EXERCISE DETAILS:
Using the data below, return all lines in which "bool" appears.

EXTRACTED MATERIAL:
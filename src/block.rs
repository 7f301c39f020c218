//!
//! The payload layout of `Block` and `SimpleBlock` elements.
//!
//! A block payload starts with a fixed header - the track number as a vint, a signed 16 bit timecode relative to the enclosing cluster, and a flag byte - followed by the raw frame data.  Laced frames are left packed inside the frame data; only the lacing mode is decoded.
//!

use super::errors::tool::ToolError;
use super::tools::{self, Vint};

const FLAG_KEYFRAME: u8 = 0x80;
const FLAG_INVISIBLE: u8 = 0x10;
const FLAG_LACING: u8 = 0x0c;
const FLAG_DISCARDABLE: u8 = 0x01;

///
/// How multiple frames are packed into one block payload.
///
#[derive(Copy, Clone, Debug, PartialEq, Eq, Hash, Default)]
pub enum Lacing {
    #[default]
    None,
    Xiph,
    Ebml,
    FixedSize,
}

impl Lacing {
    fn from_flags(flags: u8) -> Self {
        match flags & FLAG_LACING {
            0x04 => Lacing::Xiph,
            0x08 => Lacing::Ebml,
            0x0c => Lacing::FixedSize,
            _ => Lacing::None,
        }
    }

    fn as_flags(&self) -> u8 {
        match self {
            Lacing::None => 0x00,
            Lacing::Xiph => 0x04,
            Lacing::Ebml => 0x08,
            Lacing::FixedSize => 0x0c,
        }
    }
}

///
/// A decoded `Block` payload.
///
/// ```
/// use ebml_stream::block::{Block, Lacing};
///
/// # fn main() -> Result<(), Box<dyn std::error::Error>> {
/// let block = Block::decode(&[0x81, 0x00, 0xbf, 0x18, 0xaa])?;
/// assert_eq!(1, block.track);
/// assert_eq!(191, block.timecode);
/// assert!(block.invisible);
/// assert_eq!(Lacing::Ebml, block.lacing);
/// assert_eq!(vec![0xaa], block.payload);
/// # Ok(())
/// # }
/// ```
///
#[derive(Clone, Debug, PartialEq, Eq, Hash, Default)]
pub struct Block {
    pub track: u64,
    pub timecode: i16,
    pub invisible: bool,
    pub lacing: Lacing,
    pub payload: Vec<u8>,
}

impl Block {
    ///
    /// Splits a block payload into its header fields and frame data.
    ///
    /// # Errors
    ///
    /// Returns [`ToolError::TruncatedBlock`] if the payload ends before the header does, or a vint error if the track number is malformed.
    ///
    pub fn decode(data: &[u8]) -> Result<Self, ToolError> {
        let (block, _) = Self::decode_with_flags(data)?;
        Ok(block)
    }

    fn decode_with_flags(data: &[u8]) -> Result<(Self, u8), ToolError> {
        let (track, track_length) = tools::read_vint(data)?.ok_or(ToolError::TruncatedBlock(data.len()))?;
        if data.len() < track_length + 3 {
            return Err(ToolError::TruncatedBlock(data.len()));
        }

        let timecode = i16::from_be_bytes([data[track_length], data[track_length + 1]]);
        let flags = data[track_length + 2];

        Ok((Block {
            track,
            timecode,
            invisible: flags & FLAG_INVISIBLE != 0,
            lacing: Lacing::from_flags(flags),
            payload: data[track_length + 3..].to_vec(),
        }, flags))
    }

    fn flags(&self) -> u8 {
        let mut flags = self.lacing.as_flags();
        if self.invisible {
            flags |= FLAG_INVISIBLE;
        }
        flags
    }

    fn encode_with_flags(&self, flags: u8) -> Result<Vec<u8>, ToolError> {
        let mut result = self.track.as_vint()?;
        result.extend_from_slice(&self.timecode.to_be_bytes());
        result.push(flags);
        result.extend_from_slice(&self.payload);
        Ok(result)
    }

    ///
    /// Composes the block header and frame data back into a payload.
    ///
    /// # Errors
    ///
    /// Returns an error if the track number cannot be written as a vint.
    ///
    pub fn encode(&self) -> Result<Vec<u8>, ToolError> {
        self.encode_with_flags(self.flags())
    }
}

///
/// A decoded `SimpleBlock` payload: a [`Block`] whose flag byte also carries keyframe and discardable bits.
///
#[derive(Clone, Debug, PartialEq, Eq, Hash, Default)]
pub struct SimpleBlock {
    pub block: Block,
    pub keyframe: bool,
    pub discardable: bool,
}

impl SimpleBlock {
    pub fn decode(data: &[u8]) -> Result<Self, ToolError> {
        let (block, flags) = Block::decode_with_flags(data)?;
        Ok(SimpleBlock {
            block,
            keyframe: flags & FLAG_KEYFRAME != 0,
            discardable: flags & FLAG_DISCARDABLE != 0,
        })
    }

    pub fn encode(&self) -> Result<Vec<u8>, ToolError> {
        let mut flags = self.block.flags();
        if self.keyframe {
            flags |= FLAG_KEYFRAME;
        }
        if self.discardable {
            flags |= FLAG_DISCARDABLE;
        }
        self.block.encode_with_flags(flags)
    }
}
#[cfg(test)]
mod tests {
    use super::*;
    use ebml_stream_specification::matroska::MatroskaSchema;
    use ebml_stream_specification::empty_schema::EmptySchema;

    #[test]
    fn write_ebml_tag() {
        let tag = Tag::master(ids::EBML, Vec::new());
        assert_eq!(vec![0x1a, 0x45, 0xdf, 0xa3, 0x80], tag.encode().unwrap());
    }

    #[test]
    fn write_single_unsigned_tag() {
        let tag = Tag::content(ids::EBML_VERSION, TagData::UnsignedInt(Unsigned::Int(1)));
        assert_eq!(vec![0x42, 0x86, 0x81, 0x01], tag.encode().unwrap());
    }

    #[test]
    fn write_nested_tags() {
        let tag = Tag::master(ids::EBML, vec![
            Tag::content(ids::EBML_VERSION, TagData::UnsignedInt(Unsigned::Int(1))),
        ]);
        assert_eq!(vec![0x1a, 0x45, 0xdf, 0xa3, 0x84, 0x42, 0x86, 0x81, 0x01], tag.encode().unwrap());
    }

    #[test]
    fn write_deeply_nested_tags() {
        let mut tag = Tag::content(ids::VOID, TagData::Binary(Vec::new()));
        for _ in 0..1_000 {
            tag = Tag::master(ids::BLOCK_GROUP, vec![tag]);
        }
        let bytes = tag.encode().unwrap();
        assert_eq!(&[0xa0], &bytes[..1]);
        assert_eq!(&[0xec, 0x80], &bytes[bytes.len() - 2..]);
    }

    #[test]
    fn segment_and_cluster_sizes_are_padded() {
        let tag = Tag::master(ids::CLUSTER, Vec::new());
        assert_eq!(vec![0x1f, 0x43, 0xb6, 0x75, 0x01, 0, 0, 0, 0, 0, 0, 0], tag.encode().unwrap());
    }

    #[test]
    fn unknown_size_is_written_as_marker() {
        let mut tag = Tag::master(ids::SEGMENT, vec![Tag::content(ids::VOID, TagData::Binary(vec![0x00]))]);
        tag.size = TagSize::Unknown;
        assert_eq!(vec![0x18, 0x53, 0x80, 0x67, 0x01, 0xff, 0xff, 0xff, 0xff, 0xff, 0xff, 0xff, 0xec, 0x81, 0x00], tag.encode().unwrap());
    }

    #[test]
    fn missing_identifier() {
        let tag = Tag::content(0, TagData::Binary(Vec::new()));
        assert_eq!(Err(EncoderError::MissingIdentifier), tag.encode());
    }

    #[test]
    fn integer_width_follows_declared_size() {
        let mut tag = Tag::content(ids::REFERENCE_BLOCK, TagData::Integer(-2));
        assert_eq!(vec![0xfb, 0x84, 0xff, 0xff, 0xff, 0xfe], tag.encode().unwrap());
        tag.size = TagSize::Known(1);
        assert_eq!(vec![0xfb, 0x81, 0xfe], tag.encode().unwrap());
        tag.data = TagData::Integer(1000);
        assert_eq!(vec![0xfb, 0x84, 0x00, 0x00, 0x03, 0xe8], tag.encode().unwrap());
    }

    #[test]
    fn float_width_follows_declared_size() {
        let mut tag = Tag::content(ids::DURATION, TagData::Float(2.5));
        assert_eq!(vec![0x44, 0x89, 0x84, 0x40, 0x20, 0x00, 0x00], tag.encode().unwrap());
        tag.size = TagSize::Known(8);
        assert_eq!(vec![0x44, 0x89, 0x88, 0x40, 0x04, 0, 0, 0, 0, 0, 0], tag.encode().unwrap());
    }

    #[test]
    fn integer_odd_widths() {
        let mut tag = Tag::content(ids::REFERENCE_BLOCK, TagData::Integer(-100_000));
        tag.size = TagSize::Known(3);
        assert_eq!(vec![0xfb, 0x83, 0xfe, 0x79, 0x60], tag.encode().unwrap());
        tag.data = TagData::Integer(i64::MAX);
        assert_eq!(vec![0xfb, 0x88, 0x7f, 0xff, 0xff, 0xff, 0xff, 0xff, 0xff, 0xff], tag.encode().unwrap());
    }

    #[test]
    fn unsigned_width_follows_declared_size() {
        let mut tag = Tag::content(ids::EBML_VERSION, TagData::UnsignedInt(Unsigned::Int(0)));
        assert_eq!(vec![0x42, 0x86, 0x80], tag.encode().unwrap());
        tag.size = TagSize::Known(1);
        assert_eq!(vec![0x42, 0x86, 0x81, 0x00], tag.encode().unwrap());
        tag.size = TagSize::Known(3);
        tag.data = TagData::UnsignedInt(Unsigned::Int(1));
        assert_eq!(vec![0x42, 0x86, 0x83, 0x00, 0x00, 0x01], tag.encode().unwrap());
        tag.size = TagSize::Known(1);
        tag.data = TagData::UnsignedInt(Unsigned::Int(1000));
        assert_eq!(vec![0x42, 0x86, 0x82, 0x03, 0xe8], tag.encode().unwrap());
    }

    #[test]
    fn unwritable_value() {
        let tag = Tag::content(ids::TRACK_UID, TagData::UnsignedInt(Unsigned::Hex(String::from("zz"))));
        assert!(matches!(tag.encode(), Err(EncoderError::TagData { tag_id: ids::TRACK_UID, .. })));
    }

    #[test]
    fn size_from_vint() {
        assert_eq!(TagSize::Unknown, TagSize::from_vint(0x7f, 1));
        assert_eq!(TagSize::Known(0x7f), TagSize::from_vint(0x7f, 2));
        assert_eq!(TagSize::Unknown, TagSize::from_vint((1 << 56) - 1, 8));
        assert_eq!(TagSize::Unknown, TagSize::from_vint(MAX_SAFE_INTEGER + 1, 8));
        assert_eq!(TagSize::Known(MAX_SAFE_INTEGER), TagSize::from_vint(MAX_SAFE_INTEGER, 8));
    }

    #[test]
    fn factory_uses_schema_types() {
        assert_eq!(ElementType::Master, create_tag(&MatroskaSchema, ids::CLUSTER).element_type());
        assert_eq!(ElementType::Float, create_tag(&MatroskaSchema, ids::DURATION).element_type());
        assert!(matches!(create_tag(&MatroskaSchema, ids::BLOCK).data, TagData::Block(_)));
        assert!(matches!(create_tag(&MatroskaSchema, 0x4fff).data, TagData::Binary(_)));
        assert!(matches!(create_tag(&EmptySchema, ids::SIMPLE_BLOCK).data, TagData::Binary(_)));
    }

    #[test]
    fn factory_by_name() {
        let tag = create_tag_by_name(&MatroskaSchema, "TimecodeScale").unwrap();
        assert_eq!(ids::TIMECODE_SCALE, tag.id);
        assert_eq!(Err(SchemaError::UnknownSchemaEntry(String::from("NotAnElement"))), create_tag_by_name(&MatroskaSchema, "NotAnElement"));
    }

    #[test]
    fn tree_builder_nests_children() {
        let mut builder = TreeBuilder::new();
        assert_eq!(None, builder.push(Tag::start(ids::SEGMENT, TagSize::Unknown)).unwrap());
        assert_eq!(None, builder.push(Tag::start(ids::CLUSTER, TagSize::Known(3))).unwrap());
        assert_eq!(None, builder.push(Tag::content(ids::TIMECODE, TagData::UnsignedInt(Unsigned::Int(0)))).unwrap());
        assert_eq!(None, builder.push(Tag::end(ids::CLUSTER, TagSize::Known(3))).unwrap());
        assert_eq!(1, builder.depth());
        let segment = builder.push(Tag::end(ids::SEGMENT, TagSize::Unknown)).unwrap().expect("segment should be complete");

        assert_eq!(TagPosition::Content, segment.position);
        assert_eq!(TagSize::Unknown, segment.size);
        let cluster = &segment.children().unwrap()[0];
        assert_eq!(ids::CLUSTER, cluster.id);
        assert_eq!(TagPosition::Content, cluster.position);
        assert_eq!(1, cluster.children().unwrap().len());
        assert!(builder.is_empty());
    }

    #[test]
    fn tree_builder_rejects_mismatched_end() {
        let mut builder = TreeBuilder::new();
        builder.push(Tag::start(ids::EBML, TagSize::Unknown)).unwrap();
        builder.push(Tag::start(ids::SEGMENT, TagSize::Unknown)).unwrap();
        assert_eq!(
            Err(EncoderError::StructuralMismatch { tag_id: ids::EBML, expected_id: ids::SEGMENT }),
            builder.push(Tag::end(ids::EBML, TagSize::Unknown))
        );
    }

    #[test]
    fn tree_builder_reopens_completed_master() {
        let mut builder = TreeBuilder::new();
        builder.push(Tag::start(ids::SEGMENT, TagSize::Unknown)).unwrap();
        builder.push(Tag::content(ids::VOID, TagData::Binary(vec![]))).unwrap();
        let segment = builder.push(Tag::end(ids::SEGMENT, TagSize::Unknown)).unwrap().expect("segment should be complete");

        builder.reopen(segment);
        assert_eq!(1, builder.depth());
        let segment = builder.push(Tag::end(ids::SEGMENT, TagSize::Unknown)).unwrap().expect("segment should be complete");
        assert_eq!(1, segment.children().unwrap().len());
    }

    #[test]
    fn tree_builder_rejects_data_start() {
        let mut builder = TreeBuilder::new();
        let mut tag = Tag::content(ids::EBML_VERSION, TagData::UnsignedInt(Unsigned::Int(1)));
        tag.position = TagPosition::Start;
        assert_eq!(Err(EncoderError::InvalidPosition { tag_id: ids::EBML_VERSION }), builder.push(tag));
    }
}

EXERCISE RESULT:
    pub invisible: bool,
    pub keyframe: bool,
    pub discardable: bool,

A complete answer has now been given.